### WORK REQUEST
Up to and including the line that contains "the tile pyramid.", repeat each line of the data exactly, starting from the first.

○ ○ ○ ○

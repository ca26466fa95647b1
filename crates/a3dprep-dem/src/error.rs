//! Error types for the elevation provider.

use thiserror::Error;

/// Errors that can occur while producing an elevation grid.
#[derive(Debug, Error)]
pub enum DemError {
    /// I/O error.
    #[error("I/O error: {0}")]
    Io(#[from] std::io::Error),

    /// TIFF decoding error.
    #[error("TIFF decode error: {0}")]
    TiffDecode(#[from] tiff::TiffError),

    /// Invalid zoom level for the tile pyramid.
    #[error("invalid zoom level {0} (must be 1-14)")]
    InvalidZoomLevel(u8),

    /// The remote tile source could not be reached after retry.
    #[error("tile source unavailable: {what}: {reason}")]
    SourceUnavailable {
        /// Operation that failed.
        what: String,
        /// Failure description, including the attempt count.
        reason: String,
    },

    /// No cell of the frame received a valid elevation.
    #[error("no elevation data covers the requested frame")]
    NoCoverage,

    /// Cache failure while fetching tiles.
    #[error(transparent)]
    Cache(#[from] a3dprep_cache::CacheError),

    /// Grid construction failure.
    #[error(transparent)]
    Grid(#[from] a3dprep_grid::GridError),
}

impl From<a3dprep_cache::RetryExhausted> for DemError {
    fn from(err: a3dprep_cache::RetryExhausted) -> Self {
        DemError::SourceUnavailable {
            what: err.what.clone(),
            reason: format!("after {} attempts: {}", err.attempts, err.last_error),
        }
    }
}
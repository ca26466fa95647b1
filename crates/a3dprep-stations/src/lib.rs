//! # a3dprep-stations
//!
//! Meteorological station selection for the input-assembly pipeline.
//!
//! A [`StationCatalog`] lists candidate stations around the region of
//! interest; each candidate is scored by horizontal distance to the region
//! centroid, elevation difference to the mean region elevation, and
//! completeness of its record over the requested range. The top-ranked
//! stations are materialized into unit-normalized, gap-explicit time series
//! and written as SMET files for the solver.
//!
//! Selection is deterministic: equal scores break toward the smaller
//! station id, so identical catalog contents and request parameters always
//! reproduce the same forcing set.

mod catalog;
mod error;
mod scoring;
mod selector;
mod series;

pub use catalog::{
    HttpStationCatalog, HttpStationDataSource, StationCatalog, StationDataSource, StationMeta,
};
pub use error::StationError;
pub use scoring::{ScoringWeights, ELEVATION_BAND_M};
pub use selector::{SelectedStation, SelectorConfig, StationSelector};
pub use series::{
    materialize, write_smet, DateRange, RawField, RawRecord, RawSeries, TimeSeries, Unit,
    SMET_NODATA,
};

/// Result type for station operations.
pub type Result<T> = std::result::Result<T, StationError>;
//! # a3dprep-landcover
//!
//! Land-cover provider for the input-assembly pipeline.
//!
//! A [`LandCoverSource`] answers a bounding-box request with a categorical
//! raster; the [`LandCoverProvider`] resamples it onto the request's
//! coordinate frame by majority class (categorical codes are never
//! averaged) and maps source codes onto the PREVAH class set the solver
//! expects through a closed [`ClassMap`]. Codes missing from the mapping
//! fail the fetch rather than being silently dropped.
//!
//! Two sources are provided: [`HttpLandCoverSource`] for a remote
//! classified dataset (responses cached through the shared fetch cache) and
//! [`ConstantLandCoverSource`] for regions without classified data.

mod error;
mod legend;
mod provider;
mod source;

pub use error::LandCoverError;
pub use legend::ClassMap;
pub use provider::LandCoverProvider;
pub use source::{ConstantLandCoverSource, HttpLandCoverSource, LandCoverSource, SourceRaster};

/// Result type for land-cover operations.
pub type Result<T> = std::result::Result<T, LandCoverError>;
//! Tile sources: where raw elevation tile bytes come from.

use crate::{DemError, Result, TileCoord};
use a3dprep_cache::RetryPolicy;
use std::sync::atomic::{AtomicU64, AtomicUsize, Ordering};
use std::time::Duration;
use tracing::debug;

/// Download statistics for a tile source.
#[derive(Debug, Clone, Copy, Default)]
pub struct DownloadStats {
    /// Number of tiles downloaded this session.
    pub tiles_downloaded: usize,
    /// Total bytes downloaded this session.
    pub bytes_downloaded: u64,
}

/// A source of raw GeoTIFF tile bytes.
///
/// `Ok(None)` means the source definitively has no tile at that coordinate
/// (open water, outside coverage); that is a data gap, not an error, and the
/// provider fills the affected cells with the nodata sentinel.
pub trait TileSource: Send + Sync {
    /// Fetch the raw bytes for one tile.
    fn fetch_tile(&self, coord: TileCoord) -> Result<Option<Vec<u8>>>;

    /// Human-readable origin for a tile, recorded in cache metadata.
    fn origin(&self, coord: TileCoord) -> String;
}

/// HTTP tile source serving `{base_url}/{z}/{x}/{y}.tif`.
///
/// Transient failures (connection errors, timeouts, non-success statuses)
/// are retried under the configured [`RetryPolicy`]; HTTP 404 is treated as
/// a definitive gap. Every request carries the configured timeout so no
/// fetch can hang indefinitely.
pub struct HttpTileSource {
    base_url: String,
    client: reqwest::blocking::Client,
    retry: RetryPolicy,
    tiles_downloaded: AtomicUsize,
    bytes_downloaded: AtomicU64,
}

impl std::fmt::Debug for HttpTileSource {
    fn fmt(&self, f: &mut std::fmt::Formatter<'_>) -> std::fmt::Result {
        f.debug_struct("HttpTileSource")
            .field("base_url", &self.base_url)
            .finish()
    }
}

impl HttpTileSource {
    /// Create a source with the given per-request timeout and retry policy.
    pub fn new(base_url: &str, timeout: Duration, retry: RetryPolicy) -> Result<Self> {
        let client = reqwest::blocking::Client::builder()
            .timeout(timeout)
            .build()
            .map_err(|err| DemError::SourceUnavailable {
                what: "building HTTP client".to_string(),
                reason: err.to_string(),
            })?;
        Ok(Self {
            base_url: base_url.trim_end_matches('/').to_string(),
            client,
            retry,
            tiles_downloaded: AtomicUsize::new(0),
            bytes_downloaded: AtomicU64::new(0),
        })
    }

    /// URL for one tile.
    pub fn tile_url(&self, coord: TileCoord) -> String {
        format!("{}/{}/{}/{}.tif", self.base_url, coord.z, coord.x, coord.y)
    }

    /// Download statistics for this session.
    pub fn stats(&self) -> DownloadStats {
        DownloadStats {
            tiles_downloaded: self.tiles_downloaded.load(Ordering::Relaxed),
            bytes_downloaded: self.bytes_downloaded.load(Ordering::Relaxed),
        }
    }
}

impl TileSource for HttpTileSource {
    fn fetch_tile(&self, coord: TileCoord) -> Result<Option<Vec<u8>>> {
        let url = self.tile_url(coord);
        let fetched = self.retry.run(&format!("fetch tile {coord}"), |_attempt| {
            let response = self.client.get(&url).send().map_err(|e| e.to_string())?;
            if response.status() == reqwest::StatusCode::NOT_FOUND {
                return Ok(None);
            }
            if !response.status().is_success() {
                return Err(format!("HTTP {}", response.status()));
            }
            let bytes = response.bytes().map_err(|e| e.to_string())?;
            Ok(Some(bytes.to_vec()))
        })?;

        if let Some(bytes) = &fetched {
            self.tiles_downloaded.fetch_add(1, Ordering::Relaxed);
            self.bytes_downloaded
                .fetch_add(bytes.len() as u64, Ordering::Relaxed);
            debug!(%coord, bytes = bytes.len(), "downloaded tile");
        } else {
            debug!(%coord, "tile not present at source");
        }
        Ok(fetched)
    }

    fn origin(&self, coord: TileCoord) -> String {
        self.tile_url(coord)
    }
}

○ ○ ○ ○

### TASK RESULT
repository ca26466fa95647b1
filename crates/a3dprep-dem/src/error.rs
//! Error types for the elevation provider.

use thiserror::Error;

/// Errors that can occur while producing an elevation grid.
#[derive(Debug, Error)]
pub enum DemError {
    /// I/O error.
    #[error("I/O error: {0}")]
    Io(#[from] std::io::Error),

    /// TIFF decoding error.
    #[error("TIFF decode error: {0}")]
    TiffDecode(#[from] tiff::TiffError),

    /// Invalid zoom level for the tile pyramid.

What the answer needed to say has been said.